Dr. Thomas Lagace directs the Liproprotein Receptor Biology Laboratory at the University of Ottawa Heart Institute. His laboratory studies mechanisms that affect cholesterol uptake and trafficking in cells with an emphasis on how these processes affect negative feedback control of cholesterol metabolism. He is particularly focusing on interactions between cell surface lipoprotein receptors and their ligands. His research program will help the development of novel therapeutic avenues to treat various cardiovascular diseases.

Erin Mulvihill

Over 25% of Canadians live with pre-T2DM or T2DM (>11 million patients) and this expanding population is at ever greater risk for heart disease causing a significant strain on health care resources. Dr.
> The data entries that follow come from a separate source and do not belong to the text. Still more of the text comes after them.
use std::collections::BTreeMap;
use std::path::{Component, Path, PathBuf};
use std::sync::Arc;

use log::trace;
use serde::{Deserialize, Serialize};

use crate::errors::TranscriptError;

// @module: Transcript metadata and asset lookup

/// Per-language transcript sources declared on a video.
///
/// Keys are language codes (`"en"`, `"ge"`, `"hr"`); values are opaque
/// references such as a filename or URL.
#[derive(Debug, Clone, Default, PartialEq, Eq, Serialize, Deserialize)]
#[serde(transparent)]
pub struct TranscriptDescriptor(BTreeMap<String, String>);

impl TranscriptDescriptor {
    pub fn new() -> Self {
        Self::default()
    }

    pub fn insert(&mut self, language: impl Into<String>, reference: impl Into<String>) {
        self.0.insert(language.into(), reference.into());
    }

    pub fn get(&self, language: &str) -> Option<&str> {
        self.0.get(language).map(String::as_str)
    }

    pub fn is_empty(&self) -> bool {
        self.0.is_empty()
    }

    pub fn len(&self) -> usize {
        self.0.len()
    }

    pub fn languages(&self) -> impl Iterator<Item = &str> {
        self.0.keys().map(String::as_str)
    }

    pub fn iter(&self) -> impl Iterator<Item = (&str, &str)> {
        self.0.iter().map(|(k, v)| (k.as_str(), v.as_str()))
    }
}

impl<K: Into<String>, V: Into<String>> FromIterator<(K, V)> for TranscriptDescriptor {
    fn from_iter<I: IntoIterator<Item = (K, V)>>(iter: I) -> Self {
        Self(iter.into_iter().map(|(k, v)| (k.into(), v.into())).collect())
    }
}

impl From<BTreeMap<String, String>> for TranscriptDescriptor {
    fn from(map: BTreeMap<String, String>) -> Self {
        Self(map)
    }
}

/// Transcript metadata for one video
#[derive(Debug, Clone, Default, PartialEq, Eq, Serialize, Deserialize)]
pub struct TranscriptsInfo {
    /// Legacy English subtitle reference; empty when absent
    #[serde(default)]
    pub sub: String,

    /// Uploaded transcripts keyed by language
    #[serde(default)]
    pub transcripts: TranscriptDescriptor,
}

impl TranscriptsInfo {
    pub fn new(sub: impl Into<String>, transcripts: TranscriptDescriptor) -> Self {
        Self {
            sub: sub.into(),
            transcripts,
        }
    }

    pub fn has_sub(&self) -> bool {
        !self.sub.trim().is_empty()
    }
}

/// Lookup of transcript assets behind their declared references
pub trait TranscriptStore: Send + Sync {
    /// Whether the transcript for `language` stored under `reference` exists
    fn transcript_exists(&self, language: &str, reference: &str) -> Result<bool, TranscriptError>;
}

impl<T: TranscriptStore + ?Sized> TranscriptStore for Arc<T> {
    fn transcript_exists(&self, language: &str, reference: &str) -> Result<bool, TranscriptError> {
        (**self).transcript_exists(language, reference)
    }
}

/// Transcript store backed by a directory of uploaded files
#[derive(Debug, Clone)]
pub struct DirectoryTranscriptStore {
    root: PathBuf,
}

impl DirectoryTranscriptStore {
    pub fn new<P: AsRef<Path>>(root: P) -> Self {
        Self {
            root: root.as_ref().to_path_buf(),
        }
    }

    pub fn root(&self) -> &Path {
        &self.root
    }

    // @resolves: Reference to a path under the root, rejecting escapes
    fn resolve(&self, language: &str, reference: &str) -> Result<PathBuf, TranscriptError> {
        let relative = Path::new(reference);
        let escapes = relative
            .components()
            .any(|c| !matches!(c, Component::Normal(_) | Component::CurDir));

        if reference.trim().is_empty() || escapes {
            return Err(TranscriptError::InvalidReference {
                language: language.to_string(),
                reference: reference.to_string(),
            });
        }

        Ok(self.root.join(relative))
    }
}

impl TranscriptStore for DirectoryTranscriptStore {
    fn transcript_exists(&self, language: &str, reference: &str) -> Result<bool, TranscriptError> {
        if !self.root.is_dir() {
            return Err(TranscriptError::Store(format!(
                "transcript root is not a directory: {}",
                self.root.display()
            )));
        }

        let path = self.resolve(language, reference)?;
        trace!("Checking transcript asset {:?} for '{}'", path, language);
        Ok(path.is_file())
    }
}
Mulvihill’s expertise in lipids and lipoproteins, models of diabetes and cardiovascular disease, intestinal biology and mouse genetics contribute to improving the understanding of the molecular events which contribute to metabolic and cardiovascular disease.

Mireille Ouimet

In atherosclerosis, fatty plaques build up in the artery wall, and Dr. Ouimet recently identified lipophagy as a novel pathway that degrades fat which accumulates in cells of atherosclerotic plaques (foam cells). Increasing foam cell lipophagy thus represents a novel strategy to prevent and reverse atherosclerotic plaques. Dr. Ouimet’s laboratory seeks to i) understand the fundamental mechanisms of autophagy-mediated lipid droplet degradation (lipophagy), ii) investigate its specific role in atherosclerosis and immunometabolism, and iii) define the molecular components of this pathway that can be specifically therapeutically manipulated.

Julie St-Pierre

The central research focus of the St-Pierre laboratory is understanding metabolic adaptation to physiological and pathological conditions. They are particularly interested in the plasticity of mitochondrial functions and how they contribute to overall energy homeostasis. Her team has contributed significantly to understanding the role of the master regulators PGC-1s in cancer, with a particular focus on poor outcome breast cancers. Her laboratory showed that PGC-1alpha plays a key role in setting the metabolic state of poor outcome breast cancers and that it promotes breast cancer growth. Recently, she is pursuing the investigation of the role of PGC-1s in breast cancer progression and other research projects on metabolic adaptations fueling metastasis and therapeutic resistance.